Fallout 2 and Fallout 4 are tied in the running for me.
Fallout 2, when I played it back in the day, felt so tonally bizarre. It clearly thought that it was a lot funnier than it actually was, and that really hurt the game. It didn't take itself seriously enough to be enjoyable. While Fallout 1 definitely had plenty of jokes and dark humor, it was still creepy and heady enough that you could get lost in its world. Fallout 2 never gave me that sort of feeling. Or maybe I never got the chance, what with all the constant crashing.
Hated it.
Fallout 4 feels like STALKER-lite in its gameplay (not terrible), and in its presentation - hell, I don't even know, man. It's so bland and milquetoast and strange. Its fixation on settlement building felt completely and totally wrong. Its fixation on the dog companion felt completely and totally wrong. All of it felt wrong. It was tonally discordant and offputting throughout. It did have its moments. Nick Valentine was a good companion (at least in my opinion). Honestly, so was Codsworth. Guess I just have a thing for robots. That, or the person/person(s) responsible for writing the robots did a better job than whoever did the other companions.

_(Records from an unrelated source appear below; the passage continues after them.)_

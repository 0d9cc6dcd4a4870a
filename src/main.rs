use anyhow::{bail, Context, Result};
use clap::{Parser, Subcommand, ValueEnum};
use log::debug;
use spindex::codec::Codec;
use spindex::document::DocumentFormat;
use spindex::index::build::{build_index, BuildSummary};
use spindex::index::stats::{format_size, show_stats};
use spindex::index::{IndexConfig, IndexPaths, IndexReader};
use spindex::output;
use std::path::{Path, PathBuf};

const DEFAULT_CORPUS: &str = "data/crawl.zip";
const DEFAULT_OUTPUT: &str = "data";

#[derive(Parser)]
#[command(name = "spindex")]
#[command(about = "Build an on-disk inverted index with external-memory sort-merge")]
#[command(args_conflicts_with_subcommands = true)]
struct Cli {
    #[command(subcommand)]
    command: Option<Commands>,

    /// Corpus to index with default settings (zip archive or directory)
    corpus: Option<PathBuf>,
}

#[derive(Subcommand)]
enum Commands {
    /// Build the index
    Index {
        /// Corpus to index (zip archive or directory)
        #[arg(default_value = DEFAULT_CORPUS)]
        corpus: PathBuf,

        /// Output directory (overrides the config file)
        #[arg(short, long)]
        output: Option<PathBuf>,

        /// Records held in memory before a run is spilled
        #[arg(long)]
        run_size: Option<usize>,

        /// JSON config file
        #[arg(long)]
        config: Option<PathBuf>,

        /// Keep run files after the merge
        #[arg(long)]
        keep_runs: bool,

        /// How documents are parsed (auto picks HTML for .html/.htm names)
        #[arg(long, value_enum)]
        format: Option<FormatArg>,

        /// Disable progress bars
        #[arg(long)]
        no_progress: bool,
    },
    /// Show index statistics
    Stats {
        /// Index directory
        #[arg(short, long, default_value = DEFAULT_OUTPUT)]
        output: PathBuf,
    },
    /// Print the posting list of a term
    Postings {
        term: String,

        /// Index directory
        #[arg(short, long, default_value = DEFAULT_OUTPUT)]
        output: PathBuf,

        /// Which stored form to decode
        #[arg(long, value_enum, default_value_t = CodecArg::Plain)]
        codec: CodecArg,
    },
    /// Print a stored document
    Doc {
        doc_id: u32,

        /// Index directory
        #[arg(short, long, default_value = DEFAULT_OUTPUT)]
        output: PathBuf,
    },
}

#[derive(Clone, Copy, ValueEnum)]
enum CodecArg {
    Plain,
    Vbyte,
    Gamma,
}

#[derive(Clone, Copy, ValueEnum)]
enum FormatArg {
    Text,
    Html,
    Auto,
}

impl From<FormatArg> for DocumentFormat {
    fn from(arg: FormatArg) -> Self {
        match arg {
            FormatArg::Text => DocumentFormat::Text,
            FormatArg::Html => DocumentFormat::Html,
            FormatArg::Auto => DocumentFormat::Auto,
        }
    }
}

impl From<CodecArg> for Codec {
    fn from(arg: CodecArg) -> Self {
        match arg {
            CodecArg::Plain => Codec::Plain,
            CodecArg::Vbyte => Codec::VByte,
            CodecArg::Gamma => Codec::Gamma,
        }
    }
}

fn main() -> Result<()> {
    env_logger::Builder::from_env(env_logger::Env::default().default_filter_or("info")).init();
    let cli = Cli::parse();

    match cli.command {
        Some(Commands::Index {
            corpus,
            output,
            run_size,
            config,
            keep_runs,
            format,
            no_progress,
        }) => {
            let mut config = match config {
                Some(path) => IndexConfig::load(&path)
                    .with_context(|| format!("Failed to load config {}", path.display()))?,
                None => IndexConfig::default(),
            };
            if let Some(output) = output {
                config.output_dir = output;
            }
            if let Some(run_size) = run_size {
                config.run_size = run_size;
            }
            config.keep_runs |= keep_runs;
            if let Some(format) = format {
                config.format = format.into();
            }
            config.progress &= !no_progress;
            run_build(&corpus, &config)?;
        }
        Some(Commands::Stats { output }) => {
            show_stats(&output)?;
        }
        Some(Commands::Postings {
            term,
            output,
            codec,
        }) => {
            print_postings(&output, &term, codec.into())?;
        }
        Some(Commands::Doc { doc_id, output: dir }) => {
            let reader = open_reader(&dir)?;
            let doc = reader.document(doc_id)?;
            output::print_document(&mut output::stdout(true), &doc, 20)?;
        }
        None => {
            let corpus = cli.corpus.unwrap_or_else(|| PathBuf::from(DEFAULT_CORPUS));
            run_build(&corpus, &IndexConfig::default())?;
        }
    }

    Ok(())
}

fn run_build(corpus: &Path, config: &IndexConfig) -> Result<()> {
    debug!("Build config: {:?}", config);
    let BuildSummary { meta, elapsed } = build_index(corpus, config)?;

    println!(
        "Indexed {} documents: {} terms, {} postings, {} runs in {:.2}s",
        meta.doc_count,
        meta.vocabulary_size,
        meta.posting_count,
        meta.run_count,
        elapsed.as_secs_f64()
    );
    let merged = IndexPaths::new(&config.output_dir).merged();
    if let Ok(size) = std::fs::metadata(&merged).map(|m| m.len()) {
        println!(
            "Index stored at: {} ({} postings text)",
            config.output_dir.display(),
            format_size(size)
        );
    }
    Ok(())
}

fn open_reader(dir: &Path) -> Result<IndexReader> {
    IndexReader::open(dir).with_context(|| {
        format!(
            "No usable index in {}. Run 'spindex index' first.",
            dir.display()
        )
    })
}

fn print_postings(dir: &Path, term: &str, codec: Codec) -> Result<()> {
    let reader = open_reader(dir)?;
    let Some(term_id) = reader
        .term_id(term)
        .or_else(|| reader.term_id(&term.to_lowercase()))
    else {
        bail!("'{}' is not in the vocabulary", term);
    };

    let postings = match codec {
        Codec::Plain => reader.postings(term_id)?,
        Codec::VByte => reader.vbyte_postings(term_id)?,
        Codec::Gamma => reader.gamma_postings(term_id)?,
    };
    output::print_postings(&mut output::stdout(true), term, term_id, codec, &postings)?;
    Ok(())
}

There are a ton of franchises I can think of that have a black sheep in them I dread to play, but I'm thinking about Fallout because I recently reinstalled F4, and was shocked by how mehhh it made me feel, right from the start.
Other opinions:
MGS 5 is one of the best stealth games I've ever played, purely from a mechanical standpoint. I've never had so much fun crawling around in dirt. I will say nothing more about this game, however, for the sake of us all. Suffice it to say, it would all be very, very negative.
Dark Souls 2 is an easy game to pick on, but for good reason. It's clunky, it's chunky, it feels strange and floaty, and my god the animations. And the digital 8-way movement. Why did they do that? They didn't in DS1! Why would they do that in DS2?! Maybe to make the movement easier to interpret for online play, a bandwidth-saving measure? IDK, but it was awful. The visual presentation was cheap-looking and wretched. The combat lacked all sense of impact. The sound effects were awful. The weapon degradation was onerous.
I have tried no less than six different times to slog through it, hoping I'd find some joy in its existence. But no. Oh, no. There is none to be found. I could replay DS1, and have replayed DS3 more times than I feel comfortable sharing. But even though there's an entire "Dark Souls" game sitting there, ripe to be explored, I will have to leave it be.
Ah, and Zelda. There were more misses than hits in my opinion. Link to the Past was the game of my childhood, and the original Zelda was my favorite game on the NES. Ocarina of Time is one of the best games ever made, and basically a masterpiece. No game has ever replicated its feel, its sense of wonder, in my opinion. I recognize just how much of a miracle it was they were able to achieve what they did with OoT, given how they were themselves pioneers in the 3d open-world action-RPG-on-console space.
And yet I feel everything after OoT has by some measure been disappointing. Not simply in that OoT achieved such lofty heights that it is hard to match (which is true), but also in that there's nowhere near the same level of quality. For all that can be said of Wind Waker, Twilight Princess, and Skyward Sword (Buy New Batteries, the Game), I feel that Breath of the Wild and Tears of the Kingdom are the biggest disappointments. Save some occasional moments here and there, I felt they had little to do with the franchise as a whole, and felt rather soulless and bland.
There's also the fact that accidentally beating the game feels rather... bad, and a fair bit disappointing. That was, I guess, rather unique.